James Faulkner had lost his wife and three sons aged between 2 and 14, together with another woman from his party (possibly his sister) and her boy.  He carried on with his young daughters and surviving son.

After this terrible start, the Company's journey was fairly uneventful.

They met with Indians several times – a few Cheyenne out hunting Pawnees and some Lakota who came to camp and were given provisions.

James Faulkner remembered at Ash Hollow
“We saw scores of Indians, all very civil, very much for shaking hands”.
They had the occasional accident on the long hard road.  One man fell out of his waggon and had his thigh broken when the wheel went over his leg.  A Danish woman was bitten by an insect soon after crossing the Green River.  She became very ill and died at their last camping ground, only hours before they reached the Great Salt Lake Valley.

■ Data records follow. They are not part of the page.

use crate::types::{Channel, ChannelKind, FetchConfig, PipelineError, Result};
use serde::{Deserialize, Serialize};
use std::path::{Path, PathBuf};
use std::time::Duration;
use tracing::{debug, warn};

pub const DEFAULT_DB_PATH: &str = "pipeline.db";

/// Per-stage retry budget used by the stage executor.
#[derive(Debug, Clone, Copy, PartialEq)]
pub struct RetryPolicy {
    pub max_attempts: u32,
    /// Attempt 2 waits `2 * base_delay`, attempt 3 waits `4 * base_delay`.
    pub base_delay: Duration,
    pub attempt_timeout: Duration,
}

impl Default for RetryPolicy {
    fn default() -> Self {
        Self {
            max_attempts: 3,
            base_delay: Duration::from_secs(1),
            attempt_timeout: Duration::from_secs(30),
        }
    }
}

impl RetryPolicy {
    pub fn with_base_delay(mut self, base_delay: Duration) -> Self {
        self.base_delay = base_delay;
        self
    }

    pub fn with_attempt_timeout(mut self, attempt_timeout: Duration) -> Self {
        self.attempt_timeout = attempt_timeout;
        self
    }
}

#[derive(Debug, Clone, Copy, PartialEq, Eq, Default, Serialize, Deserialize)]
#[serde(rename_all = "lowercase")]
pub enum DigestFormat {
    #[default]
    Markdown,
    Json,
}

impl std::str::FromStr for DigestFormat {
    type Err = String;

    fn from_str(value: &str) -> std::result::Result<Self, Self::Err> {
        match value.to_ascii_lowercase().as_str() {
            "markdown" | "md" => Ok(DigestFormat::Markdown),
            "json" => Ok(DigestFormat::Json),
            other => Err(format!("unknown digest format '{}'", other)),
        }
    }
}

/// Chat endpoints and which of them the notify stage delivers to.
#[derive(Debug, Clone, Default, PartialEq)]
pub struct NotificationTargets {
    pub enabled: Vec<ChannelKind>,
    pub discord_webhook_url: Option<String>,
    pub slack_webhook_url: Option<String>,
    pub telegram_bot_token: Option<String>,
    pub telegram_chat_id: Option<String>,
}

impl NotificationTargets {
    pub fn is_empty(&self) -> bool {
        self.enabled.is_empty()
    }

    pub fn has_credentials(&self, kind: ChannelKind) -> bool {
        match kind {
            ChannelKind::Discord => self.discord_webhook_url.is_some(),
            ChannelKind::Slack => self.slack_webhook_url.is_some(),
            ChannelKind::Telegram => self.telegram_bot_token.is_some() && self.telegram_chat_id.is_some(),
        }
    }
}

pub fn parse_channel_kinds(value: &str) -> Result<Vec<ChannelKind>> {
    let mut kinds = Vec::new();
    for part in value.split(',').map(str::trim).filter(|part| !part.is_empty()) {
        let kind: ChannelKind = part.parse().map_err(PipelineError::Config)?;
        if !kinds.contains(&kind) {
            kinds.push(kind);
        }
    }
    Ok(kinds)
}

#[derive(Debug, Clone)]
pub struct PipelineConfig {
    pub db_path: PathBuf,
    /// Empty means the built-in registry.
    pub channels: Vec<Channel>,
    pub lookback: chrono::Duration,
    pub output_path: Option<PathBuf>,
    pub digest_format: DigestFormat,
    pub notifications: NotificationTargets,
    pub retry: RetryPolicy,
    pub fetch: FetchConfig,
    pub summary_max_length: usize,
    pub key_moment_count: usize,
    pub max_concurrent_channels: usize,
    /// How long a run may hold a video before another run can take it over.
    pub claim_ttl: chrono::Duration,
}

impl Default for PipelineConfig {
    fn default() -> Self {
        Self {
            db_path: PathBuf::from(DEFAULT_DB_PATH),
            channels: Vec::new(),
            lookback: chrono::Duration::hours(24),
            output_path: None,
            digest_format: DigestFormat::Markdown,
            notifications: NotificationTargets::default(),
            retry: RetryPolicy::default(),
            fetch: FetchConfig::default(),
            summary_max_length: 500,
            key_moment_count: 10,
            max_concurrent_channels: 1,
            claim_ttl: chrono::Duration::minutes(30),
        }
    }
}

impl PipelineConfig {
    /// Defaults overlaid with the process environment.
    pub fn from_env() -> Result<Self> {
        Self::from_lookup(|key| std::env::var(key).ok())
    }

    /// Same as `from_env` but reading variables through `lookup`, so callers
    /// can supply their own environment.
    pub fn from_lookup<F>(lookup: F) -> Result<Self>
    where
        F: Fn(&str) -> Option<String>,
    {
        let mut config = Self::default();
        let read = |key: &str| lookup(key).map(|value| value.trim().to_string()).filter(|value| !value.is_empty());

        if let Some(path) = read("VIDEO_PIPELINE_DB") {
            config.db_path = PathBuf::from(path);
        }

        let targets = &mut config.notifications;
        targets.discord_webhook_url = read("DISCORD_WEBHOOK_URL");
        targets.slack_webhook_url = read("SLACK_WEBHOOK_URL");
        targets.telegram_bot_token = read("TELEGRAM_BOT_TOKEN");
        targets.telegram_chat_id = read("TELEGRAM_CHAT_ID");

        if let Some(kinds) = read("VIDEO_PIPELINE_NOTIFY") {
            targets.enabled = parse_channel_kinds(&kinds)?;
        }

        for kind in &targets.enabled {
            if !targets.has_credentials(*kind) {
                warn!("Notification target {} enabled without credentials", kind);
            }
        }

        debug!("Loaded pipeline configuration (db: {})", config.db_path.display());
        Ok(config)
    }

    pub fn with_channels(mut self, channels: Vec<Channel>) -> Self {
        self.channels = channels;
        self
    }

    pub fn with_db_path(mut self, path: impl Into<PathBuf>) -> Self {
        self.db_path = path.into();
        self
    }
}

#[derive(Debug, Deserialize)]
struct ChannelEntry {
    id: String,
    name: String,
    #[serde(default)]
    feed_url: Option<String>,
}

/// Reads a JSON channel list: `[{"id": "...", "name": "...", "feed_url": "..."}]`.
pub fn load_channels_file(path: &Path) -> Result<Vec<Channel>> {
    let content = std::fs::read_to_string(path)?;
    parse_channels_json(&content)
}

pub fn parse_channels_json(content: &str) -> Result<Vec<Channel>> {
    let entries: Vec<ChannelEntry> = serde_json::from_str(content)?;

    entries
        .into_iter()
        .map(|entry| {
            if entry.id.trim().is_empty() {
                return Err(PipelineError::Config(format!("channel '{}' has an empty id", entry.name)));
            }
            let mut channel = Channel::youtube(entry.id.trim(), &entry.name);
            if let Some(feed_url) = entry.feed_url {
                url::Url::parse(&feed_url)?;
                channel.feed_url = feed_url;
            }
            Ok(channel)
        })
        .collect()
}

#[cfg(test)]
mod tests {
    use super::*;
    use std::collections::HashMap;

    #[test]
    fn env_overlay_reads_targets() {
        let env: HashMap<&str, &str> = [
            ("VIDEO_PIPELINE_DB", "/tmp/videos.db"),
            ("SLACK_WEBHOOK_URL", "https://hooks.slack.test/abc"),
            ("VIDEO_PIPELINE_NOTIFY", "slack, discord,slack"),
        ]
        .into_iter()
        .collect();

        let config = PipelineConfig::from_lookup(|key| env.get(key).map(|v| v.to_string())).unwrap();

        assert_eq!(config.db_path, PathBuf::from("/tmp/videos.db"));
        assert_eq!(config.notifications.enabled, vec![ChannelKind::Slack, ChannelKind::Discord]);
        assert!(config.notifications.has_credentials(ChannelKind::Slack));
        assert!(!config.notifications.has_credentials(ChannelKind::Discord));
        assert_eq!(config.retry.max_attempts, 3);
        assert_eq!(config.lookback, chrono::Duration::hours(24));
    }

    #[test]
    fn unknown_notify_kind_is_a_config_error() {
        let result = PipelineConfig::from_lookup(|key| {
            (key == "VIDEO_PIPELINE_NOTIFY").then(|| "pager".to_string())
        });
        assert!(matches!(result, Err(PipelineError::Config(_))));
    }

    #[test]
    fn channels_json_defaults_feed_url() {
        let channels = parse_channels_json(
            r#"[{"id": "UC123", "name": "Test"}, {"id": "UC456", "name": "Other", "feed_url": "http://localhost/feed.xml"}]"#,
        )
        .unwrap();

        assert_eq!(channels[0].feed_url, "https://www.youtube.com/feeds/videos.xml?channel_id=UC123");
        assert_eq!(channels[1].feed_url, "http://localhost/feed.xml");
        assert!(parse_channels_json(r#"[{"id": " ", "name": "Blank"}]"#).is_err());
    }
}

At last they were nearly within sight of their goal, and excitement was growing.  Although they knew that there was dusty road still to come, the travellers washed and dressed themselves in clean clothes in preparation for their arrival in Salt Lake City.

James Faulkner wrote
“on the 7th of September I was sitting in the front of my wagon passing around a mountain when the first thing that caught my eye was the appearance of the Great Salt Lake. It appeared like a great sheet of glass just as the sun was setting.”
and Boletta Johnsen remembered:
“When we arrived in the great Salt Lake Valley to our great surprise, instead of finding a garden of Eden as we expected, we found grasshoppers by the millions, and not a blade of grass.  All the leaves was eaten from the trees and bushes.  A large Valley covered with sagebrush, and some places was bare and white.  Not a blade of grass just white salt beds.”
The Valley had been blighted by a terrible plague of grasshoppers.  They would eat anything green – clothes on the line, paint on the windows – and had stripped everything.  Seventy per cent of the crops had gone and Utah would be near starvation until the next harvest.

The Etherington family arrived with their own particular grief.  Elizabeth Pugh had caught Mountain Fever - this was probably one of the tick-borne diseases - and she died soon after arrival in the Valley leaving her husband John with two very young children.